My hope is that we will retain many of the digital innovations that have become (in the past 6-9 months) part of the new normal. From a new reliance on virtual campus tours to embracing web-hosted admitted student days, higher ed has found critical value — and much needed savings — in the new ways of doing digital business. Because I think travel is largely ineffective, I also hope higher ed’s new reliance on automated digital tools will upend this old-school paradigm.

Greater Personalization

Hope for greater levels of personalization and attribution are next on my list. Going hand-in-hand with the new dependence on digital tools, so many enrollment officers were forced in 2020 to see the greater ability and the tremendous value in measuring activity. We have moved from theoretical to actual … and it’s marvelous. My hope is that we can maintain the “need to measure” and continue to realize the “value of attribution” in 2021.

My final hope for 2021 is that higher ed, in general, will continue to place a high value on access.
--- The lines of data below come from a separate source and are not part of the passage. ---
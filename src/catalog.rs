use itertools::Itertools;

use crate::models::{MetricId, MetricInfo, Record};
use crate::selection::ContinentSelection;

/// Distinct continent names, sorted ascending. Sorting (rather than
/// first-seen order) keeps the list stable regardless of row order in the
/// source.
pub fn continents(data: &[Record]) -> Vec<String> {
    data.iter()
        .map(|r| r.continent.clone())
        .sorted()
        .dedup()
        .collect()
}

/// Distinct years, ascending.
pub fn years(data: &[Record]) -> Vec<u16> {
    data.iter().map(|r| r.year).sorted().dedup().collect()
}

/// Every `step`-th distinct year, for coarse slider marks.
pub fn years_decimated(data: &[Record], step: usize) -> Vec<u16> {
    years(data).into_iter().step_by(step.max(1)).collect()
}

/// Distinct countries under a continent filter, in the dataset's first-seen
/// order (the order the dropdown shows them in).
pub fn countries_in(data: &[Record], continents: &ContinentSelection) -> Vec<String> {
    data.iter()
        .filter(|r| continents.matches(&r.continent))
        .map(|r| r.country.clone())
        .unique()
        .collect()
}

const METRIC_CATALOG: [MetricInfo; 5] = [
    MetricInfo {
        id: MetricId::LifeExp,
        label: "Life Expectancy",
        definition: "Average number of years a newborn is expected to live.",
    },
    MetricInfo {
        id: MetricId::HdiIndex,
        label: "HDI",
        definition: "Human Development Index, a composite of health, education and income.",
    },
    MetricInfo {
        id: MetricId::Co2Consump,
        label: "CO2 Emissions per Person (tonnes)",
        definition: "Consumption-based carbon dioxide emissions per person per year.",
    },
    MetricInfo {
        id: MetricId::Gdp,
        label: "GDP per Capita (USD)",
        definition: "Gross domestic product per person in US dollars.",
    },
    MetricInfo {
        id: MetricId::Services,
        label: "Service Workers Percentage (%)",
        definition: "Share of the workforce employed in the service sector.",
    },
];

/// Fixed, hand-authored metric table. Not derived from data.
pub fn metric_catalog() -> &'static [MetricInfo] {
    &METRIC_CATALOG
}

/// Display label for a metric id.
pub fn metric_label(id: MetricId) -> &'static str {
    METRIC_CATALOG
        .iter()
        .find(|m| m.id == id)
        .map(|m| m.label)
        .unwrap_or(id.key())
}

#[cfg(test)]
mod tests {
    use super::*;

    fn rec(country: &str, continent: &str, year: u16) -> Record {
        Record {
            country: country.into(),
            continent: continent.into(),
            year,
            life_exp: 70.0,
            hdi_index: 0.7,
            co2_consump: 4.0,
            gdp: 10_000.0,
            services: 50.0,
        }
    }

    #[test]
    fn continents_are_sorted_and_distinct() {
        let data = vec![
            rec("Japan", "Asia", 2000),
            rec("Chile", "South America", 2000),
            rec("India", "Asia", 2001),
            rec("Kenya", "Africa", 2000),
        ];
        assert_eq!(continents(&data), vec!["Africa", "Asia", "South America"]);
    }

    #[test]
    fn years_ascending_and_decimated() {
        let data: Vec<Record> = (2000..=2010).map(|y| rec("Japan", "Asia", y)).collect();
        assert_eq!(years(&data).len(), 11);
        assert_eq!(
            years_decimated(&data, 4),
            vec![2000, 2004, 2008]
        );
        // step 0 behaves like step 1 instead of panicking
        assert_eq!(years_decimated(&data, 0).len(), 11);
    }

    #[test]
    fn countries_follow_first_seen_order() {
        let data = vec![
            rec("India", "Asia", 2000),
            rec("Japan", "Asia", 2000),
            rec("Chile", "South America", 2000),
            rec("India", "Asia", 2001),
        ];
        let asia = countries_in(&data, &ContinentSelection::only(["Asia"]));
        assert_eq!(asia, vec!["India", "Japan"]);
        let all = countries_in(&data, &ContinentSelection::All);
        assert_eq!(all, vec!["India", "Japan", "Chile"]);
    }

    #[test]
    fn every_metric_has_a_catalog_entry() {
        for id in MetricId::ALL {
            assert!(metric_catalog().iter().any(|m| m.id == id));
        }
        assert_eq!(metric_label(MetricId::Gdp), "GDP per Capita (USD)");
    }
}
use std::error::Error;
use std::fs;
use std::path::{Path, PathBuf};

use ordered_float::OrderedFloat;
use plotters::prelude::*;
use tracing::warn;

use crate::graph::{BatchSink, UpdateBatch};
use crate::models::GeoDataset;
use crate::outputs::{
    BubbleFigure, CountryOptions, MapFigure, OutputKind, OutputValue, SeriesChart, SummaryCards,
};

/// Fixed continent colors so the same continent looks the same in every
/// chart.
fn continent_color(name: &str) -> RGBColor {
    match name {
        "Africa" => RGBColor(31, 119, 180),
        "Asia" => RGBColor(255, 127, 14),
        "Europe" => RGBColor(44, 160, 44),
        "North America" => RGBColor(214, 39, 40),
        "Oceania" => RGBColor(148, 103, 189),
        "South America" => RGBColor(140, 86, 75),
        _ => RGBColor(127, 127, 127),
    }
}

fn pad_range(range: (f64, f64), headroom: f64) -> std::ops::Range<f64> {
    let (min, max) = range;
    if min == max {
        (min - 1.0)..(max + 1.0)
    } else {
        min..(max + (max - min) * headroom)
    }
}

/// Writes one file per output into a directory. This is the downstream
/// consumer of published batches; it never reaches back into the graph.
pub struct FileRenderer<'d> {
    output_dir: PathBuf,
    geo: Option<&'d GeoDataset>,
}

impl<'d> FileRenderer<'d> {
    pub fn new(
        output_dir: impl Into<PathBuf>,
        geo: Option<&'d GeoDataset>,
    ) -> Result<Self, std::io::Error> {
        let output_dir = output_dir.into();
        fs::create_dir_all(&output_dir)?;
        Ok(FileRenderer { output_dir, geo })
    }

    fn path(&self, kind: OutputKind, ext: &str) -> PathBuf {
        self.output_dir.join(format!("{}.{}", kind.name(), ext))
    }

    fn render_one(&self, kind: OutputKind, value: &OutputValue) -> Result<(), Box<dyn Error>> {
        match value {
            OutputValue::Lines(chart) => render_series_chart(chart, &self.path(kind, "png")),
            OutputValue::Bubble(fig) => render_bubble_chart(fig, &self.path(kind, "png")),
            OutputValue::Map(fig) => match self.geo {
                Some(geo) => render_map_chart(fig, geo, &self.path(kind, "png")),
                None => Ok(()),
            },
            OutputValue::SummaryCards(cards) => {
                fs::write(self.path(kind, "txt"), cards_text(cards))?;
                Ok(())
            }
            OutputValue::CountryOptions(opts) => {
                fs::write(self.path(kind, "txt"), options_text(opts))?;
                Ok(())
            }
        }
    }
}

impl BatchSink for FileRenderer<'_> {
    fn publish(&mut self, batch: &UpdateBatch) {
        for (kind, value) in &batch.values {
            if let Err(err) = self.render_one(*kind, value) {
                // a drawing failure is a presentation problem, not a reason
                // to stop consuming the batch
                warn!(output = kind.name(), error = %err, "render failed");
            }
        }
    }
}

/// Line+point chart for the two trend payloads.
pub fn render_series_chart(chart: &SeriesChart, path: &Path) -> Result<(), Box<dyn Error>> {
    let root = BitMapBackend::new(path, (1024, 768)).into_drawing_area();
    root.fill(&WHITE)?;

    let years: Vec<i32> = chart
        .series
        .iter()
        .flat_map(|s| s.points.iter().map(|&(year, _)| i32::from(year)))
        .collect();
    let values: Vec<f64> = chart
        .series
        .iter()
        .flat_map(|s| s.points.iter().map(|&(_, v)| v))
        .collect();
    let x_range = match (years.iter().min(), years.iter().max()) {
        (Some(&lo), Some(&hi)) if lo < hi => lo..hi,
        (Some(&lo), _) => (lo - 1)..(lo + 1),
        _ => 0..1,
    };
    let y_min = values.iter().cloned().fold(f64::INFINITY, f64::min);
    let y_max = values.iter().cloned().fold(f64::NEG_INFINITY, f64::max);
    let y_range = if values.is_empty() {
        0.0..1.0
    } else {
        pad_range((y_min, y_max), 0.05)
    };

    let mut ctx = ChartBuilder::on(&root)
        .caption(&chart.title, ("sans-serif", 30))
        .margin(20)
        .x_label_area_size(40)
        .y_label_area_size(60)
        .build_cartesian_2d(x_range, y_range)?;
    ctx.configure_mesh()
        .x_desc("Year")
        .y_desc(chart.y_label.as_str())
        .draw()?;

    for (i, series) in chart.series.iter().enumerate() {
        let color = Palette99::pick(i).to_rgba();
        let points: Vec<(i32, f64)> = series
            .points
            .iter()
            .map(|&(year, v)| (i32::from(year), v))
            .collect();
        ctx.draw_series(LineSeries::new(points.clone(), color.stroke_width(2)))?
            .label(series.name.clone())
            .legend(move |(x, y)| {
                PathElement::new(vec![(x, y), (x + 10, y)], color.stroke_width(2))
            });
        ctx.draw_series(
            points
                .into_iter()
                .map(|p| Circle::new(p, 3, color.filled())),
        )?;
    }
    if !chart.series.is_empty() {
        ctx.configure_series_labels()
            .background_style(WHITE.mix(0.8))
            .draw()?;
    }
    root.present()?;
    Ok(())
}

/// Scatter with per-continent colors and CO2-scaled bubble sizes.
pub fn render_bubble_chart(fig: &BubbleFigure, path: &Path) -> Result<(), Box<dyn Error>> {
    let root = BitMapBackend::new(path, (1024, 768)).into_drawing_area();
    root.fill(&WHITE)?;

    let mut ctx = ChartBuilder::on(&root)
        .caption(&fig.title, ("sans-serif", 30))
        .margin(20)
        .x_label_area_size(40)
        .y_label_area_size(60)
        .build_cartesian_2d(pad_range(fig.x_range, 0.1), pad_range(fig.y_range, 0.1))?;
    ctx.configure_mesh()
        .x_desc(fig.x_label.as_str())
        .y_desc("Life Expectancy")
        .draw()?;

    // draw the big bubbles first so small ones stay visible on top
    let mut points = fig.points.clone();
    points.sort_by_key(|p| std::cmp::Reverse(OrderedFloat(p.size)));
    let (size_min, size_max) = fig.size_range;
    let size_span = (size_max - size_min).max(f64::EPSILON);
    ctx.draw_series(points.iter().map(|p| {
        let frac = ((p.size - size_min) / size_span).clamp(0.0, 1.0);
        let radius = 4 + (16.0 * frac) as i32;
        Circle::new(
            (p.x, p.y),
            radius,
            continent_color(&p.continent).mix(0.7).filled(),
        )
    }))?;
    root.present()?;
    Ok(())
}

/// Choropleth: boundary polygons filled on a white-to-dark-green scale.
pub fn render_map_chart(
    fig: &MapFigure,
    geo: &GeoDataset,
    path: &Path,
) -> Result<(), Box<dyn Error>> {
    let root = BitMapBackend::new(path, (1024, 768)).into_drawing_area();
    root.fill(&WHITE)?;

    let mut ctx = ChartBuilder::on(&root)
        .caption(&fig.title, ("sans-serif", 30))
        .margin(10)
        .build_cartesian_2d(-180.0..180.0, -90.0..90.0)?;
    ctx.configure_mesh().disable_mesh().draw()?;

    let (color_min, color_max) = fig.color_range;
    let span = (color_max - color_min).max(f64::EPSILON);
    for (country, value) in &fig.values {
        let Some(feature) = geo.get(country) else {
            continue;
        };
        let frac = ((value - color_min) / span).clamp(0.0, 1.0);
        // white (low) to dark green (high)
        let color = RGBColor(
            (255.0 - frac * 255.0) as u8,
            (255.0 - frac * 155.0) as u8,
            (255.0 - frac * 255.0) as u8,
        );
        for ring in &feature.rings {
            ctx.draw_series(std::iter::once(Polygon::new(
                ring.clone(),
                color.filled(),
            )))?;
        }
    }
    root.present()?;
    Ok(())
}

fn cards_text(cards: &SummaryCards) -> String {
    let mut out = String::new();
    for card in &cards.cards {
        out.push_str(&format!("{}: {} ({})\n", card.title, card.value, card.change));
    }
    out
}

fn options_text(opts: &CountryOptions) -> String {
    let mut out = opts.options.join("\n");
    out.push('\n');
    out
}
The runaway freight train that was 2020 has rolled through, leaving in its path a resounding cry for equal access and less dependency on the traditional mechanisms of higher education.

Our world needs us to NOT FORGET what we have seen, what we have heard, and what the true value of access to education can give to those who seek it.  We owe it to our children to continue to make significant moves in improving this through technology, personal and policy change and more.

The year 2020 will go down in the history books as a low point for many — filled with fear, change, death and uncertainty. But the resilience of humankind and higher ed has always been demonstrated in the next chapter. Let’s keep hope alive in 2021 and continue to pivot as we work to solve this equation we call higher education.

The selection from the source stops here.